Development and validation of a peripheral cell ratio and lactate score for differentiating status epilepticus from prolonged psychogenic nonepileptic seizures

Abstract

Objective: Differentiating status epilepticus (SE) from prolonged psychogenic nonepileptic seizures (pPNES) can be difficult clinically. We aimed to define the utility of peripheral cell counts, cell ratios, and lactate levels in distinguishing SE from pPNES.

Methods: Retrospective two-center study investigating the sensitivity and specificity of acute (≤12 h of event offset) peripheral cell counts, cell ratios (neutrophil-lymphocyte ratio, neutrophil-monocyte ratio, monocyte-lymphocyte ratio, platelet-lymphocyte ratio, systemic immune-inflammatory index [SII], systemic inflammatory response index [SIRI]), and lactate levels in differentiating SE from pPNES. Patients were identified from two tertiary hospitals, with one forming the development cohort and the other the validation cohort. Using generalized additive models to generate biomarker vs time curves, optimal blood collection times were defined for set parameters. Three diagnostic scores combining neutrophil count, SII, or SIRI with lactate levels were developed and validated in separate cohorts.

Results: For the development cohort, 1262 seizure-like events were reviewed and 79 SE and 44 pPNES events were included. For the validation cohort, 241 events were reviewed and 20 SE and 11 pPNES events were included. Individually, the biomarkers generally had low sensitivity and reasonable specificity for differentiating SE from pPNES, with the neutrophil count, SIRI, and SII performing best with sensitivities of 0.65-0.84, specificities of 0.64-0.89, and ROC AUCs of 0.78-0.79. Lactate levels peaked at 60 min, while cell counts and ratios peaked after 240 min. Combining early peaking lactate levels and later peaking neutrophil count, SIRI or SII resulted in three scores that improved predictive potential with sensitivities of between 0.75 and 0.79, specificities between 0.93 and 1.00, and ROC AUCs of 0.89-0.91.

Significance: Lactate levels peak early post-SE, whereas cell counts and ratios do so later.

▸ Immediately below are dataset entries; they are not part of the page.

//! # Packrat Filesystem I/O Operations
//!
//! File: cli/src/common/fs/io.rs
//!
//! ## Overview
//!
//! This module centralizes the filesystem mutations the extraction engine and
//! the reader front-ends need: making sure a destination directory exists,
//! creating directory chains with a given mode, writing a file from a stream
//! with a given mode, and applying permission bits.
//!
//! ## Architecture
//!
//! - **`ensure_dir_exists`**: Creates a directory (and parents) if missing. If the
//!   path exists it must be a directory, otherwise `NotADirectory` is returned.
//! - **`create_dir_all_with_mode`**: `mkdir -p` where every newly created component
//!   gets the requested mode (subject to the process umask on Unix).
//! - **`write_file_from_reader`**: Truncates or creates a file and streams content
//!   into it. Read failures are reported as decode errors because the reader is
//!   always an archive entry; write failures are I/O errors on the destination.
//! - **`set_mode`**: Applies permission bits on Unix; a no-op elsewhere.
//! - **`grant_owner_access`** / **`remove_non_dir`**: Let a later extraction
//!   write into read-only directories and replace read-only files.
//!
//! All functions return `ArchiveResult` so callers can match on the failure kind.
//!
use crate::core::error::{ArchiveError, ArchiveResult};
use std::fs::{self, File, OpenOptions};
use std::io::{self, Read, Write};
use std::path::Path;
use tracing::{debug, info};

/// Mode used when creating an unpack destination that doesn't exist yet.
pub const DEFAULT_DEST_MODE: u32 = 0o755;

/// Ensures that a directory exists at the specified path.
///
/// If the path does not exist, the directory and any missing parents are
/// created (similar to `mkdir -p`). If the path already exists but is not a
/// directory, `ArchiveError::NotADirectory` is returned.
pub fn ensure_dir_exists(path: &Path) -> ArchiveResult<()> {
    match fs::metadata(path) {
        Ok(metadata) if metadata.is_dir() => {
            debug!("Directory already exists: {:?}", path);
            Ok(())
        }
        Ok(_) => Err(ArchiveError::NotADirectory {
            path: path.to_path_buf(),
        }),
        Err(e) if e.kind() == io::ErrorKind::NotFound => {
            create_dir_all_with_mode(path, DEFAULT_DEST_MODE)?;
            info!("Created directory: {:?}", path);
            Ok(())
        }
        Err(e) => Err(ArchiveError::io(path, e)),
    }
}

/// Creates `path` and all missing ancestors, each with `mode`.
///
/// Succeeds if the directory already exists.
pub fn create_dir_all_with_mode(path: &Path, mode: u32) -> ArchiveResult<()> {
    let mut builder = fs::DirBuilder::new();
    builder.recursive(true);
    #[cfg(unix)]
    {
        use std::os::unix::fs::DirBuilderExt;
        builder.mode(mode & 0o7777);
    }
    #[cfg(not(unix))]
    let _ = mode;

    builder.create(path).map_err(|e| match e.kind() {
        // DirBuilder reports a file sitting where a directory should be as AlreadyExists.
        io::ErrorKind::AlreadyExists => ArchiveError::NotADirectory {
            path: path.to_path_buf(),
        },
        _ => ArchiveError::io(path, e),
    })
}

/// Creates (or truncates) the file at `path` and copies `content` into it.
///
/// Returns the number of bytes written. The final mode is *not* applied here;
/// call `set_mode` afterwards so pre-existing files pick it up too.
pub fn write_file_from_reader<R: Read>(
    path: &Path,
    content: &mut R,
    mode: u32,
) -> ArchiveResult<u64> {
    let mut options = OpenOptions::new();
    options.write(true).create(true).truncate(true);
    #[cfg(unix)]
    {
        use std::os::unix::fs::OpenOptionsExt;
        options.mode(mode & 0o7777);
    }
    #[cfg(not(unix))]
    let _ = mode;

    let mut file: File = options.open(path).map_err(|e| ArchiveError::io(path, e))?;

    // Manual copy loop so read-side (archive) and write-side (destination)
    // failures map to different error kinds.
    let mut buf = [0u8; 64 * 1024];
    let mut written = 0u64;
    loop {
        let n = match content.read(&mut buf) {
            Ok(0) => break,
            Ok(n) => n,
            Err(e) if e.kind() == io::ErrorKind::Interrupted => continue,
            Err(e) => {
                return Err(ArchiveError::decode(
                    format!("reading content for {}", path.display()),
                    e,
                ))
            }
        };
        file.write_all(&buf[..n])
            .map_err(|e| ArchiveError::io(path, e))?;
        written += n as u64;
    }
    file.flush().map_err(|e| ArchiveError::io(path, e))?;
    Ok(written)
}

/// Applies the permission bits of `mode` to `path` (follows symlinks).
pub fn set_mode(path: &Path, mode: u32) -> ArchiveResult<()> {
    #[cfg(unix)]
    {
        use std::os::unix::fs::PermissionsExt;
        fs::set_permissions(path, fs::Permissions::from_mode(mode & 0o7777))
            .map_err(|e| ArchiveError::io(path, e))?;
    }
    #[cfg(not(unix))]
    let _ = (path, mode);
    Ok(())
}

/// Makes the directory at `path` writable and searchable by its owner.
///
/// Returns the previous permission bits if they had to be widened, so the
/// caller can put them back later; `None` if nothing changed or `path` is not
/// a directory.
pub fn grant_owner_access(path: &Path) -> ArchiveResult<Option<u32>> {
    #[cfg(unix)]
    {
        use std::os::unix::fs::PermissionsExt;
        let metadata = fs::metadata(path).map_err(|e| ArchiveError::io(path, e))?;
        let mode = metadata.permissions().mode() & 0o7777;
        if !metadata.is_dir() || mode & 0o300 == 0o300 {
            return Ok(None);
        }
        set_mode(path, mode | 0o700)?;
        debug!("Temporarily opened {:?} (was {:o})", path, mode);
        Ok(Some(mode))
    }
    #[cfg(not(unix))]
    {
        let _ = path;
        Ok(None)
    }
}

/// Removes a non-directory object at `path`, if any, without following links.
///
/// Used before writing a regular file so an existing read-only file or a
/// symlink is replaced rather than opened. Directories are left in place.
pub fn remove_non_dir(path: &Path) -> ArchiveResult<()> {
    match fs::symlink_metadata(path) {
        Ok(metadata) if metadata.is_dir() => Ok(()),
        Ok(_) => {
            debug!("Replacing existing {:?}", path);
            fs::remove_file(path).map_err(|e| ArchiveError::io(path, e))
        }
        Err(e) if e.kind() == io::ErrorKind::NotFound => Ok(()),
        Err(e) => Err(ArchiveError::io(path, e)),
    }
}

The differing post-event time profiles of lactate levels vs neutrophil count, SIRI, and SII allow incorporation into three separate scores which can assist in differentiating SE from pPNES.

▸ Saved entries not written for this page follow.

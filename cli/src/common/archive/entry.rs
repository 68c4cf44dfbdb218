//! # Packrat Archive Entry Model
//!
//! File: cli/src/common/archive/entry.rs
//!
//! ## Overview
//!
//! `ArchiveEntry` is the one record the writer produces per filesystem object
//! and the extraction engine consumes per tar header. The kind of object is a
//! closed tagged enum (`EntryKind`), so every per-kind `match` in the crate is
//! checked for exhaustiveness by the compiler.
//!
//! Entry content is never held here. While packing it is streamed from the
//! source file; while unpacking it is the `tar::Entry` reader itself.
//!
//! `PackRequest` and `UnpackRequest` are the caller-built, single-use inputs of
//! the two operations.
//!
use super::compression::Compression;
use crate::core::error::{ArchiveError, ArchiveResult};
use std::fmt;
use std::fs::Metadata;
use std::io::Read;
use std::path::PathBuf;

/// Entry kinds the extraction engine does not materialize.
#[derive(Debug, Clone, Copy, PartialEq, Eq)]
pub enum OtherKind {
    HardLink,
    CharDevice,
    BlockDevice,
    Fifo,
    Socket,
    /// Any other tar type flag (global PAX headers, vendor extensions, ...).
    Unknown(u8),
}

impl fmt::Display for OtherKind {
    fn fmt(&self, f: &mut fmt::Formatter<'_>) -> fmt::Result {
        match self {
            OtherKind::HardLink => write!(f, "hard link"),
            OtherKind::CharDevice => write!(f, "character device"),
            OtherKind::BlockDevice => write!(f, "block device"),
            OtherKind::Fifo => write!(f, "fifo"),
            OtherKind::Socket => write!(f, "socket"),
            OtherKind::Unknown(flag) => write!(f, "type flag {:?}", *flag as char),
        }
    }
}

/// What an entry describes.
#[derive(Debug, Clone, PartialEq, Eq)]
pub enum EntryKind {
    Directory,
    /// A regular file whose content stream is exactly `size` bytes.
    RegularFile { size: u64 },
    /// A symbolic link; `target` is never empty.
    Symlink { target: PathBuf },
    Other(OtherKind),
}

/// One filesystem object written to or read from an archive.
#[derive(Debug, Clone, PartialEq, Eq)]
pub struct ArchiveEntry {
    /// Path relative to the archive root, as recorded by the writer.
    pub name: PathBuf,
    /// Permission and type bits.
    pub mode: u32,
    pub kind: EntryKind,
}

impl ArchiveEntry {
    /// Builds an entry from `symlink_metadata` of an object found while packing.
    ///
    /// `link_target` must be the link's target text when `metadata` describes a
    /// symlink; it is ignored otherwise.
    pub fn from_metadata(
        name: PathBuf,
        metadata: &Metadata,
        link_target: Option<PathBuf>,
    ) -> ArchiveResult<Self> {
        let file_type = metadata.file_type();
        let kind = if file_type.is_dir() {
            EntryKind::Directory
        } else if file_type.is_file() {
            EntryKind::RegularFile {
                size: metadata.len(),
            }
        } else if file_type.is_symlink() {
            match link_target {
                Some(target) if !target.as_os_str().is_empty() => EntryKind::Symlink { target },
                _ => {
                    return Err(ArchiveError::Io {
                        path: name,
                        source: std::io::Error::other("symlink has an empty target"),
                    })
                }
            }
        } else {
            EntryKind::Other(special_kind(metadata))
        };

        Ok(ArchiveEntry {
            name,
            mode: metadata_mode(metadata),
            kind,
        })
    }

    /// Whether a header is a pax extended-attribute record rather than a
    /// filesystem object. Such records carry metadata only and never become an entry.
    pub fn is_metadata_record(entry_type: tar::EntryType) -> bool {
        entry_type.is_pax_global_extensions() || entry_type.is_pax_local_extensions()
    }

    /// Decodes the header of a tar entry. The entry's content is left unread.
    pub fn from_tar<R: Read>(entry: &tar::Entry<'_, R>) -> ArchiveResult<Self> {
        let name = entry
            .path()
            .map_err(|e| ArchiveError::decode("entry path", e))?
            .into_owned();
        let header = entry.header();
        let mode = header
            .mode()
            .map_err(|e| ArchiveError::decode(format!("mode of {}", name.display()), e))?;

        let entry_type = header.entry_type();
        let kind = if entry_type.is_dir() {
            EntryKind::Directory
        } else if entry_type.is_file() || entry_type.is_contiguous() || entry_type.is_gnu_sparse()
        {
            EntryKind::RegularFile { size: entry.size() }
        } else if entry_type.is_symlink() {
            let target = entry
                .link_name()
                .map_err(|e| ArchiveError::decode(format!("link target of {}", name.display()), e))?
                .map(|t| t.into_owned())
                .filter(|t| !t.as_os_str().is_empty())
                .ok_or_else(|| {
                    ArchiveError::decode(
                        format!("symlink {}", name.display()),
                        std::io::Error::new(
                            std::io::ErrorKind::InvalidData,
                            "symlink entry without a target",
                        ),
                    )
                })?;
            EntryKind::Symlink { target }
        } else if entry_type.is_hard_link() {
            EntryKind::Other(OtherKind::HardLink)
        } else if entry_type.is_character_special() {
            EntryKind::Other(OtherKind::CharDevice)
        } else if entry_type.is_block_special() {
            EntryKind::Other(OtherKind::BlockDevice)
        } else if entry_type.is_fifo() {
            EntryKind::Other(OtherKind::Fifo)
        } else {
            EntryKind::Other(OtherKind::Unknown(entry_type.as_byte()))
        };

        Ok(ArchiveEntry { name, mode, kind })
    }

    /// Overwrites the type, mode and size fields of `header` from this entry.
    ///
    /// Ownership and timestamps are expected to be filled in beforehand from the
    /// source metadata. Sockets have no tar type of their own; the writer skips
    /// them before a header is built.
    pub fn apply_to_header(&self, header: &mut tar::Header) {
        let (entry_type, size) = match &self.kind {
            EntryKind::Directory => (tar::EntryType::Directory, 0),
            EntryKind::RegularFile { size } => (tar::EntryType::Regular, *size),
            EntryKind::Symlink { .. } => (tar::EntryType::Symlink, 0),
            EntryKind::Other(OtherKind::HardLink) => (tar::EntryType::Link, 0),
            EntryKind::Other(OtherKind::CharDevice) => (tar::EntryType::Char, 0),
            EntryKind::Other(OtherKind::BlockDevice) => (tar::EntryType::Block, 0),
            EntryKind::Other(OtherKind::Fifo | OtherKind::Socket) => (tar::EntryType::Fifo, 0),
            EntryKind::Other(OtherKind::Unknown(flag)) => (tar::EntryType::new(*flag), 0),
        };
        header.set_entry_type(entry_type);
        header.set_mode(self.mode);
        header.set_size(size);
    }

    /// Short label used when listing archives.
    pub fn kind_label(&self) -> String {
        match &self.kind {
            EntryKind::Directory => "dir".to_string(),
            EntryKind::RegularFile { .. } => "file".to_string(),
            EntryKind::Symlink { .. } => "symlink".to_string(),
            EntryKind::Other(other) => other.to_string(),
        }
    }
}

impl fmt::Display for ArchiveEntry {
    fn fmt(&self, f: &mut fmt::Formatter<'_>) -> fmt::Result {
        write!(f, "{:04o} ", self.mode & 0o7777)?;
        match &self.kind {
            EntryKind::Directory => write!(f, "{:>10} {}/", "-", self.name.display()),
            EntryKind::RegularFile { size } => write!(f, "{:>10} {}", size, self.name.display()),
            EntryKind::Symlink { target } => write!(
                f,
                "{:>10} {} -> {}",
                "-",
                self.name.display(),
                target.display()
            ),
            EntryKind::Other(other) => {
                write!(f, "{:>10} {} ({})", "-", self.name.display(), other)
            }
        }
    }
}

#[cfg(unix)]
fn metadata_mode(metadata: &Metadata) -> u32 {
    use std::os::unix::fs::MetadataExt;
    metadata.mode()
}

#[cfg(not(unix))]
fn metadata_mode(metadata: &Metadata) -> u32 {
    if metadata.is_dir() {
        0o755
    } else if metadata.permissions().readonly() {
        0o444
    } else {
        0o644
    }
}

#[cfg(unix)]
fn special_kind(metadata: &Metadata) -> OtherKind {
    use std::os::unix::fs::FileTypeExt;
    let file_type = metadata.file_type();
    if file_type.is_char_device() {
        OtherKind::CharDevice
    } else if file_type.is_block_device() {
        OtherKind::BlockDevice
    } else if file_type.is_fifo() {
        OtherKind::Fifo
    } else {
        OtherKind::Socket
    }
}

#[cfg(not(unix))]
fn special_kind(_metadata: &Metadata) -> OtherKind {
    OtherKind::Unknown(b'?')
}

/// Input of `pack`: which paths under `base_dir` go into `output_path`.
#[derive(Debug, Clone)]
pub struct PackRequest {
    /// Directory all entry names are computed against.
    pub base_dir: PathBuf,
    /// Files or directories, relative to `base_dir`, archived in this order.
    pub inputs: Vec<PathBuf>,
    /// Archive file to create (truncated if it exists).
    pub output_path: PathBuf,
    /// Framing applied around the tar stream.
    pub compression: Compression,
    /// Codec level; `None` picks the codec default.
    pub level: Option<u32>,
}

impl PackRequest {
    pub fn new<I, P>(base_dir: impl Into<PathBuf>, inputs: I, output_path: impl Into<PathBuf>) -> Self
    where
        I: IntoIterator<Item = P>,
        P: Into<PathBuf>,
    {
        PackRequest {
            base_dir: base_dir.into(),
            inputs: inputs.into_iter().map(Into::into).collect(),
            output_path: output_path.into(),
            compression: Compression::None,
            level: None,
        }
    }

    pub fn with_compression(mut self, compression: Compression) -> Self {
        self.compression = compression;
        self
    }

    pub fn with_level(mut self, level: u32) -> Self {
        self.level = Some(level);
        self
    }
}

/// Input of `unpack`: which archive, where to, and how it is framed.
#[derive(Debug, Clone)]
pub struct UnpackRequest {
    pub archive_path: PathBuf,
    pub dest_dir: PathBuf,
    pub compression: Compression,
}

impl UnpackRequest {
    pub fn new(
        archive_path: impl Into<PathBuf>,
        dest_dir: impl Into<PathBuf>,
        compression: Compression,
    ) -> Self {
        UnpackRequest {
            archive_path: archive_path.into(),
            dest_dir: dest_dir.into(),
            compression,
        }
    }
}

Keywords: PNES; lactate; lymphocyte; monocyte; neutrophil; seizures.

FIGURE 1

Study flowchart. Refractory status epilepticus is defined as ongoing seizure activity despite the use of two intravenous antiseizure medications, one of which was from a nonbenzodiazepine class. Super‐refractory SE is defined as ongoing seizure activity lasting over 24 h despite the use of an anesthetic agent or recurrence of seizures following weaning of anesthetic agent after over 24 h of use. pPNES, prolonged psychogenic nonepileptic seizures; SE, status epilepticus.

FIGURE 2

Level versus time curves. Lactate, neutrophil count, neutrophil‐lymphocyte ratio (NLR), and systemic inflammatory index (SII) versus time curves. The solid line represents the calculated estimated marginal mean; the shaded area represents the 95% confidence interval. Blue is the status epilepticus cohort and yellow is the prolonged psychogenic nonepileptic seizure cohort. Vertical black broken lines mark the calculated optimal collection times in minutes postevent onset using timepoints where there were significant differences between the calculated estimated marginal means of the two arms (P < 0.05). The red vertical line marks the time of peak variable measurement in the SE cohort. Lactate optimal collection time onset and time of peak variable measurement in the SE cohort coincided at 60 min. NLR, neutrophil–lymphocyte ratio; SII, systemic immune inflammatory index.

FIGURE 3

Diagnostic nomograms. Three separate nomograms combining lactate and neutrophil count (Neut‐Lac Score) (A) or lactate and SIRI (SIRI‐Lac Score) (B) or lactate and SII (SII‐Lac Score) (C) to predict the probability an SE diagnosis (as opposed to a PNES diagnosis). The probability of SE is calculated by adding the corresponding points from each variable to give a total point score from which the probability of SE can be read.